22 Nov Restoring SQL Server Database on Linux Using SQL Operations Studio
I’ve had a busy few months of travel. This has cut into my blogging time as well as time to play with new things. One of those things was getting started on restoring a SQL Server database on Linux using SQL Operations Studio.
With the short Thanksgiving week, I set aside a few hours to configure and document how to get SQL Server running in a Docker container on my iMac, connect using SQL Operations Studio, and restoring a SQL Server database.
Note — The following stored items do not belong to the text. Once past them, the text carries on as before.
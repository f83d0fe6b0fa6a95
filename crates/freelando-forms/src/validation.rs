//! Field validators.
//!
//! Validators are declared as data ([`ValidatorSpec`], [`AsyncValidatorSpec`],
//! [`GroupValidatorSpec`]) and interpreted by a single `check` dispatch per
//! family. A check returns `None` for a valid value and the [`ErrorKind`] it
//! detected otherwise.

use std::fmt;
use std::sync::{Arc, LazyLock};

use futures::future::BoxFuture;
use regex::Regex;
use serde::{Deserialize, Serialize};
use serde_json::Value;
use tracing::warn;

use crate::error::{LookupError, Result};
use crate::group::FormGroup;

/// The kinds of validation failure a field can report.
#[derive(Debug, Clone, Copy, PartialEq, Eq, Hash, PartialOrd, Ord, Serialize, Deserialize)]
#[serde(rename_all = "camelCase")]
pub enum ErrorKind {
    /// The value is empty or whitespace.
    Required,
    /// The value is shorter than the configured minimum.
    MinLength,
    /// The value does not match the configured pattern.
    PatternMismatch,
    /// The value is not shaped like an email address.
    InvalidEmail,
    /// The value fails the national identifier check-digit algorithm.
    ChecksumInvalid,
    /// Two fields that must be equal differ.
    Mismatch,
    /// The identifier is already registered.
    AlreadyExists,
}

impl ErrorKind {
    /// Returns the stable key of this kind.
    pub const fn as_str(self) -> &'static str {
        match self {
            Self::Required => "required",
            Self::MinLength => "minLength",
            Self::PatternMismatch => "patternMismatch",
            Self::InvalidEmail => "invalidEmail",
            Self::ChecksumInvalid => "checksumInvalid",
            Self::Mismatch => "mismatch",
            Self::AlreadyExists => "alreadyExists",
        }
    }
}

impl fmt::Display for ErrorKind {
    fn fmt(&self, f: &mut fmt::Formatter<'_>) -> fmt::Result {
        f.write_str(self.as_str())
    }
}

/// Returns whether a value counts as empty for validation purposes.
///
/// Strings are empty when they hold only whitespace, lists when they have no
/// elements. Numbers and booleans are never empty.
pub fn is_empty_value(value: &Value) -> bool {
    match value {
        Value::Null => true,
        Value::String(s) => s.trim().is_empty(),
        Value::Array(items) => items.is_empty(),
        Value::Object(map) => map.is_empty(),
        Value::Bool(_) | Value::Number(_) => false,
    }
}

/// Length of a value as seen by [`ValidatorSpec::MinLength`].
fn value_len(value: &Value) -> Option<usize> {
    match value {
        Value::String(s) => Some(s.chars().count()),
        Value::Array(items) => Some(items.len()),
        _ => None,
    }
}

/// A compiled, fully anchored pattern.
#[derive(Debug, Clone)]
pub struct Pattern {
    source: String,
    regex: Regex,
}

impl Pattern {
    /// Compiles a pattern that must match the whole value.
    ///
    /// `^` and `$` are added when the source does not already carry them.
    pub fn new(source: &str) -> Result<Self> {
        let mut anchored = String::with_capacity(source.len() + 2);
        if !source.starts_with('^') {
            anchored.push('^');
        }
        anchored.push_str(source);
        if !source.ends_with('$') {
            anchored.push('$');
        }

        Ok(Self {
            source: source.to_string(),
            regex: Regex::new(&anchored)?,
        })
    }

    /// The pattern as it was declared.
    pub fn source(&self) -> &str {
        &self.source
    }

    /// Returns whether the whole text matches.
    pub fn is_match(&self, text: &str) -> bool {
        self.regex.is_match(text)
    }
}

/// A synchronous validator declaration.
#[derive(Debug, Clone)]
pub enum ValidatorSpec {
    /// Fails on empty or whitespace-only values and empty lists.
    Required,
    /// Fails when a non-empty string or list is shorter than the bound.
    MinLength(usize),
    /// Fails when a non-empty string does not match the pattern.
    Pattern(Pattern),
    /// Fails when a non-empty string is not shaped like an email address.
    Email,
    /// Fails when a non-empty string is not a valid CPF number.
    Cpf,
}
//! # freelando-forms
//!
//! Declarative form configuration for multi-step wizards.
//!
//! This crate provides:
//! - Validators declared as data (sync, async and group-level)
//! - Field and form schemas
//! - A registry of configuration factories
//! - Live form groups with touched/dirty/validity state
//! - Dependent fields whose options follow another field's value
//! - Bootstrap 5 rendering with inline errors
//!
//! ## Quick Start
//!
//! ```rust
//! use freelando_forms::{
//!     ErrorKind, FieldKind, FieldSchema, FormBuilder, FormConfiguration, FormRegistry,
//!     ValidatorSpec,
//! };
//!
//! let mut registry = FormRegistry::new();
//! registry.register("contato", |_: &()| {
//!     Ok(FormConfiguration::new("Contato").field(
//!         FieldSchema::new("email", "Email", FieldKind::Email)
//!             .required()
//!             .message(ErrorKind::Required, "Email é obrigatório")
//!             .validator(ValidatorSpec::Required)
//!             .validator(ValidatorSpec::Email),
//!     ))
//! });
//!
//! let config = registry.resolve("contato", &()).expect("registered");
//! let mut group = FormBuilder::new().build(&config);
//! assert!(!group.is_valid());
//!
//! group.mark_all_as_touched();
//! assert_eq!(group.visible_errors("email"), vec!["Email é obrigatório"]);
//!
//! group.set_value("email", "ana@example.com").expect("known field");
//! assert!(group.is_valid());
//! ```
//!
//! ## Password confirmation
//!
//! ```rust
//! use freelando_forms::{
//!     FieldKind, FieldSchema, FormBuilder, FormConfiguration, GroupValidatorSpec,
//! };
//!
//! let config = FormConfiguration::new("Senha")
//!     .field(FieldSchema::new("senha", "Senha", FieldKind::Password))
//!     .field(FieldSchema::new("repitaSenha", "Repita a senha", FieldKind::Password));
//!
//! let mut group = FormBuilder::new()
//!     .group_validator(GroupValidatorSpec::fields_match("senha", "repitaSenha"))
//!     .build(&config);
//!
//! group.set_value("senha", "segredo1").unwrap();
//! group.set_value("repitaSenha", "segredo2").unwrap();
//! assert!(!group.is_valid());
//! ```
//!
//! ## Dependent fields
//!
//! See [`DependentFieldCoordinator`]: selecting a state issues a fetch for its
//! cities, and only the answer for the latest selection is applied.

pub mod dependent;
mod error;
mod group;
mod registry;
pub mod render;
mod schema;
pub mod validation;

pub use dependent::{collation_key, DependentFieldCoordinator, DependentFieldLink, FetchTicket, LinkState, OptionsFetcher};
pub use error::{FormError, LookupError, Result, ValidationErrors};
pub use group::{AsyncJob, AsyncOutcome, Control, ControlStatus, FormBuilder, FormGroup};
pub use registry::{ConfigFactory, FormRegistry};
pub use schema::{Choice, FieldKind, FieldSchema, FormConfiguration, LayoutWidth, FALLBACK_MESSAGE};
pub use validation::{
    AsyncValidatorSpec, ErrorKind, ExistenceCheck, GroupError, GroupValidatorSpec, ValidatorSpec,
};

/// Boxed future returned by the lookup traits.
pub use futures::future::BoxFuture;
//! Geography lookups: Brazilian states (regions) and their municipalities
//! (localities).
//!
//! The wire shapes follow the IBGE localities API (`sigla`, `nome`).

use std::collections::HashMap;
use std::sync::Arc;

use freelando_forms::{collation_key, BoxFuture, Choice, LookupError, OptionsFetcher};
use serde::{Deserialize, Serialize};
use tracing::debug;

/// Additional attempts made after a failed lookup.
pub const DEFAULT_RETRIES: u32 = 2;

/// A federative unit.
#[derive(Debug, Clone, PartialEq, Eq, Serialize, Deserialize)]
pub struct Region {
    /// IBGE identifier.
    pub id: u32,
    /// Two-letter code, e.g. `SP`.
    #[serde(rename = "sigla")]
    pub code: String,
    /// Display name.
    #[serde(rename = "nome")]
    pub name: String,
}

/// A municipality.
#[derive(Debug, Clone, PartialEq, Eq, Serialize, Deserialize)]
pub struct Locality {
    /// IBGE identifier.
    pub id: u32,
    /// Display name.
    #[serde(rename = "nome")]
    pub name: String,
}

impl Locality {
    /// Creates a locality.
    pub fn new(id: u32, name: impl Into<String>) -> Self {
        Self {
            id,
            name: name.into(),
        }
    }
}

/// Source of regions and localities.
pub trait GeographyLookup: Send + Sync {
    /// Lists every region.
    fn list_regions(&self) -> BoxFuture<'_, Result<Vec<Region>, LookupError>>;

    /// Lists the localities of a region, by region code.
    fn list_localities<'a>(
        &'a self,
        region_code: &'a str,
    ) -> BoxFuture<'a, Result<Vec<Locality>, LookupError>>;
}

/// The 27 Brazilian federative units as (IBGE id, code, name).
const BRAZILIAN_STATES: [(u32, &str, &str); 27] = [
    (12, "AC", "Acre"),
    (27, "AL", "Alagoas"),
    (16, "AP", "Amapá"),
    (13, "AM", "Amazonas"),
    (29, "BA", "Bahia"),
    (23, "CE", "Ceará"),
    (53, "DF", "Distrito Federal"),
    (32, "ES", "Espírito Santo"),
    (52, "GO", "Goiás"),
    (21, "MA", "Maranhão"),
    (51, "MT", "Mato Grosso"),
    (50, "MS", "Mato Grosso do Sul"),
    (31, "MG", "Minas Gerais"),
    (15, "PA", "Pará"),
    (25, "PB", "Paraíba"),
    (41, "PR", "Paraná"),
    (26, "PE", "Pernambuco"),
    (22, "PI", "Piauí"),
    (33, "RJ", "Rio de Janeiro"),
    (24, "RN", "Rio Grande do Norte"),
    (43, "RS", "Rio Grande do Sul"),
    (11, "RO", "Rondônia"),
    (14, "RR", "Roraima"),
    (42, "SC", "Santa Catarina"),
    (35, "SP", "São Paulo"),
    (28, "SE", "Sergipe"),
    (17, "TO", "Tocantins"),
];

/// In-memory geography, used offline and in tests.
#[derive(Debug, Clone, Default)]
pub struct StaticGeography {
    regions: Vec<Region>,
    localities: HashMap<String, Vec<Locality>>,
}

impl StaticGeography {
    /// Creates an empty geography.
    pub fn new() -> Self {
        Self::default()
    }

    /// The Brazilian states with a sample of municipalities for the largest.
    pub fn brazil() -> Self {
        let regions = BRAZILIAN_STATES
            .iter()
            .map(|(id, code, name)| Region {
                id: *id,
                code: (*code).to_string(),
                name: (*name).to_string(),
            })
            .collect();

        Self {
            regions,
            localities: HashMap::new(),
        }
        .with_localities(
            "SP",
            vec![
                Locality::new(3_550_308, "São Paulo"),
                Locality::new(3_509_502, "Campinas"),
                Locality::new(3_548_500, "Santos"),
                Locality::new(3_547_809, "Santo André"),
                Locality::new(3_500_501, "Águas de Lindóia"),
            ],
        )
        .with_localities(
            "RJ",
            vec![
                Locality::new(3_304_557, "Rio de Janeiro"),
                Locality::new(3_303_302, "Niterói"),
                Locality::new(3_301_702, "Duque de Caxias"),
            ],
        )
        .with_localities(
            "MG",
            vec![
                Locality::new(3_106_200, "Belo Horizonte"),
                Locality::new(3_170_206, "Uberlândia"),
                Locality::new(3_136_702, "Juiz de Fora"),
            ],
        )
    }

    /// Sets the localities of a region.
    #[must_use]
    pub fn with_localities(mut self, region_code: &str, localities: Vec<Locality>) -> Self {
        self.localities.insert(region_code.to_string(), localities);
        self
    }
}

impl GeographyLookup for StaticGeography {
    fn list_regions(&self) -> BoxFuture<'_, Result<Vec<Region>, LookupError>> {
        Box::pin(async move { Ok(self.regions.clone()) })
    }

    fn list_localities<'a>(
        &'a self,
        region_code: &'a str,
    ) -> BoxFuture<'a, Result<Vec<Locality>, LookupError>> {
        Box::pin(async move {
            if let Some(localities) = self.localities.get(region_code) {
                return Ok(localities.clone());
            }
            if self.regions.iter().any(|r| r.code == region_code) {
                Ok(Vec::new())
            } else {
                Err(LookupError::NotFound(region_code.to_string()))
            }
        })
    }
}

/// Retries a failing lookup a fixed number of additional times.
#[derive(Debug, Clone)]
pub struct RetryingGeography<G> {
    inner: G,
    retries: u32,
}

impl<G: GeographyLookup> RetryingGeography<G> {
    /// Wraps a lookup with [`DEFAULT_RETRIES`] retries.
    pub fn new(inner: G) -> Self {
        Self::with_retries(inner, DEFAULT_RETRIES)
    }

    /// Wraps a lookup with a custom retry budget.
    pub fn with_retries(inner: G, retries: u32) -> Self {
        Self { inner, retries }
    }

    async fn attempt<'a, T, F>(&'a self, what: &str, call: F) -> Result<T, LookupError>
    where
        F: Fn(&'a G) -> BoxFuture<'a, Result<T, LookupError>>,
    {
        let mut attempt = 0;
        loop {
            match call(&self.inner).await {
                Ok(value) => return Ok(value),
                Err(e) if attempt < self.retries => {
                    attempt += 1;
                    debug!(lookup = what, attempt, error = %e, "Retrying failed lookup");
                }
                Err(e) => return Err(e),
            }
        }
    }
}

impl<G: GeographyLookup> GeographyLookup for RetryingGeography<G> {
    fn list_regions(&self) -> BoxFuture<'_, Result<Vec<Region>, LookupError>> {
        Box::pin(self.attempt("regions", |g| g.list_regions()))
    }

    fn list_localities<'a>(
        &'a self,
        region_code: &'a str,
    ) -> BoxFuture<'a, Result<Vec<Locality>, LookupError>> {
        Box::pin(self.attempt("localities", move |g| g.list_localities(region_code)))
    }
}

/// Regions as select choices, sorted by name with accents folded.
pub fn region_choices(regions: &[Region]) -> Vec<Choice> {
    let mut choices: Vec<Choice> = regions
        .iter()
        .map(|r| Choice::new(&r.code, &r.name))
        .collect();
    choices.sort_by_cached_key(|c| collation_key(&c.label));
    choices
}

/// Serves the localities of a region as options for a dependent select.
///
/// The option value is the locality name, which is what the draft stores.
pub struct LocalityOptions {
    geography: Arc<dyn GeographyLookup>,
}

impl LocalityOptions {
    /// Creates the adapter.
    pub fn new(geography: Arc<dyn GeographyLookup>) -> Self {
        Self { geography }
    }
}

impl OptionsFetcher for LocalityOptions {
    fn fetch<'a>(&'a self, key: &'a str) -> BoxFuture<'a, Result<Vec<Choice>, LookupError>> {
        Box::pin(async move {
            let localities = self.geography.list_localities(key).await?;
            Ok(localities
                .into_iter()
                .map(|l| Choice::new(l.name.clone(), l.name))
                .collect())
        })
    }
}
//! Error types for the registration wizard.

use freelando_forms::{FormError, LookupError};

/// Errors that can occur while running the registration wizard.
#[derive(Debug, thiserror::Error)]
pub enum SignupError {
    /// A form could not be configured or manipulated.
    #[error(transparent)]
    Form(#[from] FormError),

    /// An external lookup failed after its retries.
    #[error(transparent)]
    Lookup(#[from] LookupError),

    /// The durable draft storage could not be read or written.
    #[error("Storage error: {0}")]
    Storage(#[from] std::io::Error),

    /// A draft could not be encoded or decoded.
    #[error("Serialization error: {0}")]
    Serialization(#[from] serde_json::Error),

    /// The uploaded file is not an image type we accept.
    #[error("Unsupported image file: {0}")]
    UnsupportedImage(String),
}

/// Result type for wizard operations.
pub type Result<T> = std::result::Result<T, SignupError>;
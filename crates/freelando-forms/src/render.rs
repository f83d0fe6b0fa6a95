//! Bootstrap 5 rendering of live form groups.
//!
//! Errors render inline under each field, and only once the user has
//! interacted with it (see [`FormGroup::visible_errors`]).

use std::collections::HashMap;

use ironhtml::html;
use ironhtml::typed::Element;
use ironhtml_elements::{Div, H2, P};
use serde_json::Value;

use crate::group::{Control, FormGroup};
use crate::schema::{Choice, FieldKind, FormConfiguration, LayoutWidth};

/// Bootstrap grid class for a layout width.
pub const fn column_class(width: LayoutWidth) -> &'static str {
    match width {
        LayoutWidth::Full => "col-12",
        LayoutWidth::Half => "col-md-6",
    }
}

/// Renders one control with its label and inline errors.
///
/// `options` replaces the schema's fixed choices when it is not empty, which
/// is how dependent selects receive the options loaded for them.
pub fn render_control(control: &Control, options: &[Choice], errors: &[String]) -> String {
    let schema = control.schema();
    let id = format!("id_{}", schema.name);

    let required_marker = if schema.required { " *" } else { "" };
    let label_text = format!("{}{}", schema.label, required_marker);

    let mut class = match schema.kind {
        FieldKind::Select | FieldKind::MultiSelect => "form-select".to_string(),
        FieldKind::Radio => "form-check-input".to_string(),
        _ => "form-control".to_string(),
    };
    if !errors.is_empty() {
        class.push_str(" is-invalid");
    }

    let mut extra = String::new();
    if control.is_disabled() {
        extra.push_str(" disabled");
    }
    if schema.required {
        extra.push_str(" required");
    }

    let choices = if options.is_empty() {
        schema.choices.as_slice()
    } else {
        options
    };

    let widget_html = match schema.kind {
        FieldKind::Select | FieldKind::MultiSelect => {
            render_select(&schema.name, &id, &class, &extra, &schema.placeholder, choices, control.value())
        }
        FieldKind::Radio => render_radios(&schema.name, &class, &extra, choices, control.value()),
        FieldKind::Textarea => format!(
            r#"<textarea class="{class}" id="{id}" name="{}" placeholder="{}"{extra}>{}</textarea>"#,
            schema.name,
            html_escape(&schema.placeholder),
            html_escape(control.value().as_str().unwrap_or(""))
        ),
        FieldKind::File => format!(
            r#"<input type="file" accept="image/*" class="{class}" id="{id}" name="{}"{extra}>"#,
            schema.name
        ),
        FieldKind::List => format!(
            r#"<input type="hidden" id="{id}" name="{}" value="{}">"#,
            schema.name,
            html_escape(&control.value().to_string())
        ),
        FieldKind::Text | FieldKind::Email | FieldKind::Password => {
            let value = if schema.kind == FieldKind::Password {
                ""
            } else {
                control.value().as_str().unwrap_or("")
            };
            format!(
                r#"<input type="{}" class="{class}" id="{id}" name="{}" value="{}" placeholder="{}"{extra}>"#,
                schema.kind.input_type(),
                schema.name,
                html_escape(value),
                html_escape(&schema.placeholder)
            )
        }
    };

    let label_el = html! {
        label.for_(#id).class("form-label") { #label_text }
    };

    html! { div.class("mb-3") }
        .raw(label_el.render())
        .raw(&widget_html)
        .children(errors, |error, div: Element<Div>| {
            div.class("invalid-feedback").text(error)
        })
        .render()
}

fn render_select(
    name: &str,
    id: &str,
    class: &str,
    extra: &str,
    placeholder: &str,
    choices: &[Choice],
    value: &Value,
) -> String {
    let blank = if placeholder.is_empty() {
        "---------"
    } else {
        placeholder
    };
    let mut options = format!(r#"<option value="">{}</option>"#, html_escape(blank));
    for choice in choices {
        let selected = is_selected(value, &choice.value);
        let selected_attr = if selected { " selected" } else { "" };
        options.push_str(&format!(
            r#"<option value="{}"{selected_attr}>{}</option>"#,
            html_escape(&choice.value),
            html_escape(&choice.label)
        ));
    }
    let multiple = if value.is_array() { " multiple" } else { "" };
    format!(r#"<select class="{class}" id="{id}" name="{name}"{multiple}{extra}>{options}</select>"#)
}

fn render_radios(name: &str, class: &str, extra: &str, choices: &[Choice], value: &Value) -> String {
    choices
        .iter()
        .map(|choice| {
            let id = format!("id_{name}_{}", choice.value);
            let checked = if is_selected(value, &choice.value) {
                " checked"
            } else {
                ""
            };
            format!(
                r#"<div class="form-check"><input type="radio" class="{class}" id="{id}" name="{name}" value="{}"{checked}{extra}><label class="form-check-label" for="{id}">{}</label></div>"#,
                html_escape(&choice.value),
                html_escape(&choice.label)
            )
        })
        .collect()
}

fn is_selected(value: &Value, candidate: &str) -> bool {
    match value {
        Value::String(s) => s == candidate,
        Value::Array(items) => items.iter().any(|v| v.as_str() == Some(candidate)),
        _ => false,
    }
}

/// Renders a whole step: title, description and every field in a grid.
pub fn render_form(
    config: &FormConfiguration,
    group: &FormGroup,
    options: &HashMap<String, Vec<Choice>>,
    action: &str,
) -> String {
    let mut form = html! {
        form.action(#action).method("post")
    };

    form = form
        .child::<H2, _>(|h| h.class("mb-2").text(&config.title))
        .child::<P, _>(|p| p.class("text-muted").text(&config.description));

    let mut row = Element::<Div>::new().class("row g-3");
    for control in group.controls() {
        let dynamic = options
            .get(control.name())
            .map_or(&[][..], Vec::as_slice);
        let errors = group.visible_errors(control.name());
        let field_html = render_control(control, dynamic, &errors);
        let column = column_class(control.schema().width);
        row = row.child::<Div, _>(|d| d.class(column).raw(&field_html));
    }
    let row_html = row.render();

    form.child::<Div, _>(|d| d.raw(&row_html))
        .child::<Div, _>(|d| {
            let btn = html! {
                button.type_("submit").class("btn btn-primary") {
                    "Próximo"
                }
            };
            d.class("mt-3").raw(btn.render())
        })
        .render()
}

/// Escapes HTML special characters.
pub fn html_escape(s: &str) -> String {
    s.replace('&', "&amp;")
        .replace('<', "&lt;")
        .replace('>', "&gt;")
        .replace('"', "&quot;")
        .replace('\'', "&#x27;")
}

#[cfg(test)]
mod tests {
    use super::*;
    use crate::group::FormBuilder;
    use crate::schema::FieldSchema;
    use crate::validation::{ErrorKind, ValidatorSpec};

    fn config() -> FormConfiguration {
        FormConfiguration::new("Crie seu cadastro")
            .description("Comece agora")
            .field(
                FieldSchema::new("nomeCompleto", "Nome Completo", FieldKind::Text)
                    .required()
                    .message(ErrorKind::Required, "Nome completo é obrigatório")
                    .validator(ValidatorSpec::Required),
            )
            .field(
                FieldSchema::new("estado", "Estado", FieldKind::Select)
                    .placeholder("Selecione")
                    .width(LayoutWidth::Half)
                    .choices([Choice::new("SP", "São Paulo"), Choice::new("AC", "Acre")]),
            )
    }

    #[test]
    fn test_render_control_without_errors() {
        let group = FormBuilder::new().build(&config());
        let html = render_control(group.get("nomeCompleto").unwrap(), &[], &[]);
        assert!(html.contains("form-label"));
        assert!(html.contains("Nome Completo *"));
        assert!(!html.contains("is-invalid"));
    }

    #[test]
    fn test_render_control_with_errors() {
        let mut group = FormBuilder::new().build(&config());
        group.mark_all_as_touched();
        let errors = group.visible_errors("nomeCompleto");
        let html = render_control(group.get("nomeCompleto").unwrap(), &[], &errors);
        assert!(html.contains("is-invalid"));
        assert!(html.contains("Nome completo é obrigatório"));

        let row = html.find("row g-3").unwrap();
        let submit = html.find("btn btn-primary").unwrap();
        let end = html.find("</form>").unwrap();
        assert!(html.starts_with("<form"));
        assert!(row < submit && submit < end);
    }

    #[test]
    fn test_select_uses_loaded_options() {
        let mut group = FormBuilder::new().build(&config());
        group.set_value("estado", "SP").unwrap();
        let html = render_control(group.get("estado").unwrap(), &[], &[]);
        assert!(html.contains(r#"<option value="SP" selected>São Paulo</option>"#));
        assert!(html.contains("Selecione"));

        let loaded = [Choice::new("RJ", "Rio de Janeiro")];
        let html = render_control(group.get("estado").unwrap(), &loaded, &[]);
        assert!(html.contains("Rio de Janeiro"));
        assert!(!html.contains("Acre"));
    }

    #[test]
    fn test_disabled_control() {
        let mut group = FormBuilder::new().build(&config());
        group.disable("estado").unwrap();
        let html = render_control(group.get("estado").unwrap(), &[], &[]);
        assert!(html.contains(" disabled"));
    }

    #[test]
    fn test_render_form_layout() {
        let mut group = FormBuilder::new().build(&config());
        group.mark_all_as_touched();
        let html = render_form(&config(), &group, &HashMap::new(), "/cadastro/dados-pessoais");
        assert!(html.contains("Crie seu cadastro"));
        assert!(html.contains("col-12"));
        assert!(html.contains("col-md-6"));
        assert!(html.contains("Nome completo é obrigatório"));
    }

    #[test]
    fn test_html_escape() {
        assert_eq!(html_escape("<script>"), "&lt;script&gt;");
        assert_eq!(html_escape("\"test\""), "&quot;test&quot;");
        assert_eq!(html_escape("a & b"), "a &amp; b");
    }
}
//! stylebundle CLI - Main entry point

use anyhow::Result;
use clap::{Parser, Subcommand};
use tracing_subscriber::{layer::SubscriberExt, util::SubscriberInitExt};

mod commands;

#[derive(Parser)]
#[command(name = "stylebundle")]
#[command(version)]
#[command(about = "Bundle stylesheets and their linked assets", long_about = None)]
struct Cli {
    /// Log level (trace, debug, info, warn, error); overrides RUST_LOG
    #[arg(long, global = true)]
    log_level: Option<String>,

    #[command(subcommand)]
    command: Commands,
}

#[derive(Subcommand)]
enum Commands {
    /// Build the bundle tree for an entry file and write it to disk
    Build {
        /// Entry stylesheet (.scss, .sass, .css) or code module (.js, .ts, ...)
        entry: String,

        /// Write bundles to DIR (default: `out-dir` from stylebundle.yml, else dist)
        #[arg(short = 'o', long)]
        out_dir: Option<String>,

        /// Do not emit a source map bundle
        #[arg(long)]
        no_source_maps: bool,

        /// Maximum number of files compiled or read at once
        #[arg(short = 'j', long)]
        parallelism: Option<usize>,

        /// Transform stage to run (scope-classes, minify); repeatable, replaces configured stages
        #[arg(short = 't', long = "transform")]
        transforms: Vec<String>,

        /// Print the bundle tree instead of writing it
        #[arg(long)]
        dry_run: bool,

        /// Print a JSON summary of the build on stdout
        #[arg(long)]
        json: bool,
    },
}

fn main() -> Result<()> {
    let cli = Cli::parse();

    // Initialize logging
    let filter = match &cli.log_level {
        Some(level) => tracing_subscriber::EnvFilter::try_new(format!("stylebundle={}", level))?,
        None => tracing_subscriber::EnvFilter::try_from_default_env()
            .unwrap_or_else(|_| "stylebundle=info".into()),
    };
    tracing_subscriber::registry()
        .with(filter)
        .with(tracing_subscriber::fmt::layer().with_writer(std::io::stderr))
        .init();

    match cli.command {
        Commands::Build {
            entry,
            out_dir,
            no_source_maps,
            parallelism,
            transforms,
            dry_run,
            json,
        } => commands::build::execute(commands::build::BuildArgs {
            entry,
            out_dir,
            no_source_maps,
            parallelism,
            transforms,
            dry_run,
            json,
        }),
    }
}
In order to see this magical unicorn for yourself, you need two things: Docker and SQL Operations Studio. You can download Docker for Mac here, and you can download SQL Operations Studio for Mac here. I will leave the installation of each as an exercise for the reader.
With those tools installed, let’s get started.
Running SQL Server inside Docker on iMac
After Docker is installed you need to configure it to use at least 4GB of memory, like this:
You also need at least 4GB of available disk space. And don’t forget any of the other requirements for running SQL Server on Linux.
The next step is to pull the latest version of SQL Server from the Docker Hub. We can do this with a simple bash command:
sudo docker pull microsoft/mssql-server-linux:latest
You can also use Powershell. The commands for both are on this page, in case you wanted to see them. I’m going to use the default Terminal app on my iMac:
When that is complete I will be able to start the instance with the following command:
sudo docker run -e 'ACCEPT_EULA=Y' -e 'SA_PASSWORD=yourStrong(!)Password' -p 1433:1433 -d microsoft/mssql-server-linux:latest
Lastly, we can verify that the instance is running with the following command:
sudo docker ps -a
You want the status to show as “Up”. If it shows anything else then you will want to check out the troubleshooting guide here. This command also shows that our Docker container has a name. We could have set the name upon startup, but we didn’t. So, we will rename it now, using this command, where we replace CONTAINERID with the actual container id:
sudo docker rename CONTAINERID 'PANCETTA'
OK, the instance is up and running, with a name of PANCETTA. Next, we will copy a database backup file into the container. FIrst, I will create our own directory for backup files using one line:
sudo docker exec -it PANCETTA mkdir /var/opt/mssql/backups
I will navigate to a directory where I have a backup file, and then I can do the copy again with one line of code:
sudo docker cp AdventureWorks2016CTP3.bak PANCETTA:/var/opt/mssql/backups
Next, let’s connect to the instance and restore that backup.
Restoring SQL Server Database on Linux in SQL Operations Studio
First, we need to connect to the instance. We will start SQL Operations Studio and connect like this:
Once connected, we click on the ‘Restore’ icon on the dashboard to arrive at the Restore Database screen. There we will navigate to the directory where we have placed our backup file:
Click OK, and the main screen will look like this:
We can start the restore right away or generate a script. The script should look familiar:
USE [master] RESTORE DATABASE [AdventureWorks2016CTP3] FROMDISK= N'/var/opt/mssql/backups/AdventureWorks2016CTP3.bak' WITH FILE = 1, MOVE N'AdventureWorks2016CTP3_Data' TO N'/var/opt/mssql/data/AdventureWorks2016CTP3_Data.mdf', MOVE N'AdventureWorks2016CTP3_Log' TO N'/var/opt/mssql/data/AdventureWorks2016CTP3_Log.ldf', MOVE N'AdventureWorks2016CTP3_mod' TO N'/var/opt/mssql/data/AdventureWorks2016CTP3_mod', NOUNLOAD, STATS = 5
When the restore is complete, we can then navigate to the AdventureWorks2016 database:
You are looking at SQL Server, running on Linux, in a Docker container, on my iMac, connected through SQL Operations Studio. Yes, it’s as awesome as it looks.
And we could script all of this out, making it a repeatable process. I could configure a handful of containers with different configurations, spin them up, test some code, and spin them down with a push of a button.
I love living in the future. I love it so much, I may never leave.